Thus, conventional but false “Marxist” accounts that came later have posed the issue of “gender vs. class,” or, in “socialist feminist” versions, have tried to demonstrate the “interconnectedness” of “gender, sexuality and class,” where what needed to be addressed was how gender or sexuality could, equally as well as socioeconomic “class” accounts could do, describe the problem of capital, in terms of the problem of emancipatory transformation.  To do so it would be necessary to show how gender and sexuality are in themselves issues of class, or, perhaps more importantly, how class is an issue of sexuality and gender. For gender and sexuality are capital. That is, they comprise its conditions of reproduction, as much as socioeconomic classes do. And, like modern classes, gender and sexuality have themselves been formed by the history of capital.

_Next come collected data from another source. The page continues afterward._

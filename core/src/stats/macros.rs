//! Macros

/// Create a thread local variable to track an `i64` counter across threads.
///
/// * `$title`     - Descriptive title of the statistic that uses `/` as a separator for categories.
///                  For example: "Subsurface/Probe ray intersections",
/// * `$var`       - An identifier for the thread local variable.
/// * `stats_func` - An identifier for the callback function used by `StatsRegistrar::call_stat_funcs()` to report to
///                  `StatsAccumulator`.
#[macro_export]
macro_rules! stat_counter {
    ($title: expr, $var: ident, $stats_func: ident $(,)?) => {
        thread_local! { pub(crate) static $var: std::cell::RefCell<i64> = std::cell::RefCell::new(0); }

        pub(crate) fn $stats_func(accum: &mut StatsAccumulator) {
            // Report thread stats.
            let val = $var.with(|v| *v.borrow());
            accum.report_counter($title, val);

            // Reset thread stats.
            $var.with(|v| {
                *v.borrow_mut() = 0;
            });
        }
    };
}

/// Create a thread local variable to track a float distribution across threads.
///
/// * `$title`     - Descriptive title of the statistic that uses `/` as a separator for categories.
/// * `$var`       - An identifier for the thread local variable.
/// * `stats_func` - An identifier for the callback function used by `StatsRegistrar::call_stat_funcs()` to report to
///                  `StatsAccumulator`.
#[macro_export]
macro_rules! stat_float_distribution {
    ($title: expr, $var: ident, $stats_func: ident $(,)?) => {
        thread_local! {
            pub(crate) static $var: std::cell::RefCell<StatsDistribution> =
                std::cell::RefCell::new(StatsDistribution::default());
        }

        pub(crate) fn $stats_func(accum: &mut StatsAccumulator) {
            // Report thread stats.
            let val = $var.with(|v| v.borrow().clone());
            accum.report_float_distribution($title, val);

            // Reset thread stats.
            $var.with(|v| {
                v.borrow_mut().clear();
            });
        }
    };
}

/// Create thread local variables to track an `i64` values for numerator/denominator as percentage across threads.
///
/// * `$title`     - Descriptive title of the statistic that uses `/` as a separator for categories.
/// * `$var_num`   - An identifier for the thread local variable for numerator (actual count).
/// * `$var_denom` - An identifier for the thread local variable for denominator (total count).
/// * `stats_func` - An identifier for the callback function used by `StatsRegistrar::call_stat_funcs()` to report to
///                  `StatsAccumulator`.
#[macro_export]
macro_rules! stat_percent {
    ($title: expr, $var_num: ident, $var_denom: ident, $stats_func: ident $(,)?) => {
        thread_local! {
            pub(crate) static $var_num: std::cell::RefCell<i64> = std::cell::RefCell::new(0);
            pub(crate) static $var_denom: std::cell::RefCell<i64> = std::cell::RefCell::new(0);
        }

        pub(crate) fn $stats_func(accum: &mut StatsAccumulator) {
            // Report thread stats.
            let num = $var_num.with(|v| *v.borrow());
            let denom = $var_denom.with(|v| *v.borrow());
            accum.report_percentage($title, num, denom);

            // Reset thread stats.
            $var_num.with(|v| {
                *v.borrow_mut() = 0;
            });
            $var_denom.with(|v| {
                *v.borrow_mut() = 0;
            });
        }
    };
}

/// Convenience macro to increment a thread local variable for counter/percent statistics.
#[macro_export]
macro_rules! stat_inc {
    ($var: ident, $e: expr) => {
        $var.with(|v| *v.borrow_mut() += $e);
    };
}

/// Convenience macro to report a value to a thread local float distribution.
#[macro_export]
macro_rules! stat_dist {
    ($var: ident, $e: expr) => {
        $var.with(|v| v.borrow_mut().report($e));
    };
}

/// Registers the callback functions created by the `stat_*` macros exactly once.
///
/// * `$($func: ident),+` - One or more callback functions created by the `stat_*` macros.
#[macro_export]
macro_rules! stat_register_fns {
    ($($stat_func: ident),+ $(,)?) => {
        /// Return the whether stats are registered.
        fn is_stats_registered() -> &'static std::sync::Mutex<bool> {
            static DATA: std::sync::OnceLock<std::sync::Mutex<bool>> = std::sync::OnceLock::new();
            DATA.get_or_init(|| std::sync::Mutex::new(false))
        }

        /// Registers the statistics of this module. Safe to call more than once.
        pub fn register_stats() {
            let mut is_registered = is_stats_registered().lock().unwrap();
            if !*is_registered  {
                let mut sr = stats_registrar().lock().unwrap();
                $(
                    sr.register_stat_func($stat_func);
                )+
                *is_registered = true;
            }
        }
    };
}

/// Convenience function to accumulate thread local statistics in the global `StatsAccumulator`. This will call the
/// registered callbacks created with `stat_*` macros. This should be called at the end of each spawned thread and at
/// the end of a run from the main thread.
#[macro_export]
macro_rules! report_stats {
    () => {{
        let mut accum = stats_accumulator().lock().unwrap();
        stats_registrar().lock().unwrap().call_stat_funcs(&mut accum);
    }};
}

/// Convenience function to print accumulated statistic in the global `StatsAccumulator`.
#[macro_export]
macro_rules! print_stats {
    () => {{
        stats_accumulator().lock().unwrap().print();
    }};
}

One way to disentangle the problems that have usually beset and confounded purported “Marxist” anticapitalist approaches to gender and sexual liberation is to recognize that a Marxian account of capital is concerned with conditions of possibility and not causal-deterministic explanations for oppression.  So, the question would not be how capitalism causes sexual and gender oppression, which could indeed be shown, but, rather, how capital could be grasped as the historically specific social condition of possibility for forms of sexual and gender constraint and oppression.  This is especially important with regard to how, in the modern era, sexuality and gender roles have taken a variety of forms, but all nonetheless remained problematical and ultimately constraining of social possibilities for developing greater human potential.

The modern era of capital, beginning in the late 18th and early 19th centuries, has demonstrated a great deal of potential, in a variety of different forms, for sexual life and gender relations.  Such potential has been inherent in the overcoming of traditional ways of life in capital.  Conservatives have responded to such changes as the dangerous break-down of traditional values, but, from the beginning, Marxists, among other bohemian socialists of the 19th and early 20th centuries, had been interested in how to push such potential further, in an open-ended way.  They regarded capital as a constraint, an obstacle to this.  At the same time, however, they regarded capital as the inevitable condition of possibility for emancipatory transformation.  As regards changes already underway, Marxists found them expressing potential capital already embodied.  Marxists thus distinguished themselves sharply from conservative responses to capital’s dynamic of change.  Capital undermined traditional ways of life, but not nearly enough, according to Marxism, because modern capitalist society allowed for the reproduction of (new forms of) gender and sexual oppression.  Capital not only undermined, but allowed the recrudescence of the worst forms of supposed “traditional” ways of life.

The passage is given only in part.